Skip to content

syst3mctl/crashctl

Folders and files

NameName
Last commit message
Last commit date

Latest commit

 

History

11 Commits
 
 
 
 
 
 
 
 
 
 
 
 
 
 
 
 
 
 
 
 

Repository files navigation

crashctl

crashctl

Kubernetes-native error tracking for Go services.
A single binary that catches panics, pod crashes, OOMKills, and CrashLoopBackOff — with zero external dependencies.

CI Status Release Go Report Card Go Reference License Stars

Quick StartGo SDKK8s CrashesWeb UIDeployConfigCompare


The Problem

Every error tracker catches panics inside your code. None of them watch what happens outside it.

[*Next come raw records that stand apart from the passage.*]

use utoipa::OpenApi;
use crate::controllers::analysis_controller;
use crate::models::feasibility;
use crate::services::tariff;

#[derive(OpenApi)]
#[openapi(
    paths(
        analysis_controller::analyze_full,
        analysis_controller::calculate_roi,
        analysis_controller::list_districts,
        analysis_controller::get_tariffs,
        analysis_controller::health
    ),
    components(
        schemas(
            feasibility::AnalyzeRequest,
            feasibility::RoiRequest,
            feasibility::AnalysisResponse,
            feasibility::RoofAnalysis,
            feasibility::RoofMeasurement,
            feasibility::Coordinates,
            feasibility::ConnectionPhase,
            feasibility::IrradianceReading,
            feasibility::FinancialProjection,
            feasibility::HealthStatus,
            tariff::TariffScheduleView,
            tariff::TariffBracketView,
            tariff::DistrictSunHours
        )
    ),
    tags(
        (name = "rooftop-solar", description = "Rooftop Solar Feasibility & ROI API")
    )
)]
pub struct ApiDoc;
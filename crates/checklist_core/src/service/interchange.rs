//! JSON import/export of checklist collections.
//!
//! # Responsibility
//! - Parse and shape-check an import payload before any store mutation.
//! - Render export payloads and their dated file names.
//!
//! # Invariants
//! - Import payloads are a bare top-level array; anything else is rejected.
//! - One malformed record rejects the whole payload.
//! - Incoming identifiers are never trusted; the store remaps them.
//! - Only the nested `sections` schema (legacy name `checklists`) is accepted.
//! - Names are trimmed and blank sections/items dropped, as on the form path;
//!   a record left without a named item is malformed.

use crate::model::checklist::{normalize_optional, Checklist};
use chrono::{DateTime, NaiveDate, Utc};
use serde::Deserialize;
use serde_json::Value;
use std::error::Error;
use std::fmt::{Display, Formatter};

const EXPORT_FILE_PREFIX: &str = "aerosim-checklists";

/// Import rejection reasons. Any of these leaves the store untouched.
#[derive(Debug)]
pub enum ImportError {
    InvalidJson(serde_json::Error),
    NotAnArray,
    MalformedRecord { index: usize, reason: String },
    /// Record uses the flat `steps` layout, which has no section structure.
    LegacyStepsSchema { index: usize },
}

impl Display for ImportError {
    fn fmt(&self, f: &mut Formatter<'_>) -> std::fmt::Result {
        match self {
            Self::InvalidJson(err) => write!(f, "import file is not valid JSON: {err}"),
            Self::NotAnArray => write!(f, "import file must contain a top-level array"),
            Self::MalformedRecord { index, reason } => {
                write!(f, "import record #{index} is malformed: {reason}")
            }
            Self::LegacyStepsSchema { index } => write!(
                f,
                "import record #{index} uses the unsupported flat `steps` layout"
            ),
        }
    }
}

impl Error for ImportError {
    fn source(&self) -> Option<&(dyn Error + 'static)> {
        match self {
            Self::InvalidJson(err) => Some(err),
            _ => None,
        }
    }
}

/// Checklist record as read from an import file, before id remapping.
#[derive(Debug, Clone, PartialEq, Eq, Deserialize)]
pub struct ImportedChecklist {
    pub title: String,
    #[serde(default)]
    pub aircraft: Option<String>,
    #[serde(alias = "checklists")]
    pub sections: Vec<ImportedSection>,
    #[serde(rename = "createdAt", default)]
    pub created_at: Option<DateTime<Utc>>,
}

#[derive(Debug, Clone, PartialEq, Eq, Deserialize)]
pub struct ImportedSection {
    pub name: String,
    pub items: Vec<ImportedItem>,
}

#[derive(Debug, Clone, PartialEq, Eq, Deserialize)]
pub struct ImportedItem {
    pub name: String,
    #[serde(default)]
    pub action: Option<String>,
    #[serde(default)]
    pub comment: Option<String>,
    #[serde(default)]
    pub completed: bool,
}

/// Parses raw import text.
pub fn parse_import(text: &str) -> Result<Vec<ImportedChecklist>, ImportError> {
    let payload: Value = serde_json::from_str(text).map_err(ImportError::InvalidJson)?;
    parse_import_value(&payload)
}

/// Shape-checks an already decoded payload and extracts its records.
pub fn parse_import_value(payload: &Value) -> Result<Vec<ImportedChecklist>, ImportError> {
    let records = payload.as_array().ok_or(ImportError::NotAnArray)?;
    records
        .iter()
        .enumerate()
        .map(|(index, record)| parse_record(index, record))
        .collect()
}

fn parse_record(index: usize, record: &Value) -> Result<ImportedChecklist, ImportError> {
    let object = record.as_object().ok_or_else(|| ImportError::MalformedRecord {
        index,
        reason: "record is not an object".to_string(),
    })?;
    if object.contains_key("steps")
        && !object.contains_key("sections")
        && !object.contains_key("checklists")
    {
        return Err(ImportError::LegacyStepsSchema { index });
    }

    let mut imported: ImportedChecklist =
        serde_json::from_value(record.clone()).map_err(|err| ImportError::MalformedRecord {
            index,
            reason: err.to_string(),
        })?;

    imported.title = imported.title.trim().to_string();
    if imported.title.is_empty() {
        return Err(malformed(index, "title is blank"));
    }
    if imported.sections.is_empty() {
        return Err(malformed(index, "no sections"));
    }

    imported.aircraft = normalize_optional(imported.aircraft.take());
    imported.sections = imported
        .sections
        .into_iter()
        .filter_map(normalize_section)
        .collect();
    if imported.sections.is_empty() {
        return Err(malformed(index, "no named section with a named item"));
    }
    Ok(imported)
}

/// Trims names like form validation does; blank entries are dropped.
fn normalize_section(mut section: ImportedSection) -> Option<ImportedSection> {
    section.name = section.name.trim().to_string();
    if section.name.is_empty() {
        return None;
    }
    section.items = section
        .items
        .into_iter()
        .filter_map(|mut item| {
            item.name = item.name.trim().to_string();
            if item.name.is_empty() {
                return None;
            }
            item.action = normalize_optional(item.action.take());
            item.comment = normalize_optional(item.comment.take());
            Some(item)
        })
        .collect();
    (!section.items.is_empty()).then_some(section)
}

fn malformed(index: usize, reason: &str) -> ImportError {
    ImportError::MalformedRecord {
        index,
        reason: reason.to_string(),
    }
}

/// Renders the collection as pretty JSON with declaration-ordered fields.
pub fn render_export(checklists: &[Checklist]) -> Result<String, serde_json::Error> {
    serde_json::to_string_pretty(checklists)
}

/// Returns the export file name for `date`, e.g. `aerosim-checklists-2024-05-01.json`.
pub fn export_file_name(date: NaiveDate) -> String {
    format!("{EXPORT_FILE_PREFIX}-{}.json", date.format("%Y-%m-%d"))
}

When a pod gets OOMKilled, hits CrashLoopBackOff, or fails init — your Sentry, your GlitchTip, your Bugsink see nothing. These crashes happen at the Kubernetes level, below any SDK's reach. You find out from kubectl get pods ten minutes later, or from a PagerDuty alert that just says "pod restarted."

crashctl fixes this.

What It Does

Two tracks, one binary:

Track What It Catches How
Application Errors Panics, errors, stack traces from your Go services Lightweight Go SDK (sdk.CaptureError)
Kubernetes Crashes OOMKill, CrashLoopBackOff, failed init containers, evictions Watches the K8s API directly via SharedInformers

When a pod crashes due to a panic that the SDK already captured, crashctl automatically links them — so you see the Go stack trace next to the OOMKill memory stats in one view.

Key Numbers

Metric Value
Binary size ~20 MB
Memory at idle ~50 MB
External dependencies Zero (embedded BadgerDB)
Time to deploy on K3s 30 seconds
Events per second 1,000+ per project
Docker image size < 30 MB

Quick Start

Option 1: Binary

# Install
go install github.com/syst3mctl/crashctl/cmd/crashctl@latest

# Create a project and get a DSN
crashctl project create --name my-app
# → DSN: http://localhost:9090/api/v1/events?key=a1b2c3d4...

# Start the server
crashctl serve

Option 2: Docker

docker run -d \
  --name crashctl \
  -p 9090:9090 \
  -v crashctl-data:/data/crashctl \
  ghcr.io/syst3mctl/crashctl:latest

Option 3: Helm (K3s / Kubernetes)

helm repo add syst3mctl https://charts.syst3mctl.dev
helm install crashctl syst3mctl/crashctl \
  --namespace monitoring \
  --create-namespace

Then open http://localhost:9090 to see the dashboard.


Go SDK

Install the SDK in your Go service:

go get github.com/syst3mctl/crashctl/sdk

Basic Setup (3 lines)

package main

import "github.com/syst3mctl/crashctl/sdk"

func main() {
    sdk.Init(sdk.Config{
        DSN:     "http://crashctl:9090/api/v1/events?key=YOUR_DSN_KEY",
        Service: "api-gateway",
        Version: "1.2.3",
    })
    defer sdk.Flush(5 * time.Second)

    // Your application code...
}

Capture Errors

if err := processOrder(ctx, orderID); err != nil {
    sdk.CaptureError(err,
        sdk.WithTag("order_id", orderID),
        sdk.WithUser(userID),
        sdk.WithLevel(sdk.LevelError),
    )
}

Automatic Panic Recovery (HTTP Middleware)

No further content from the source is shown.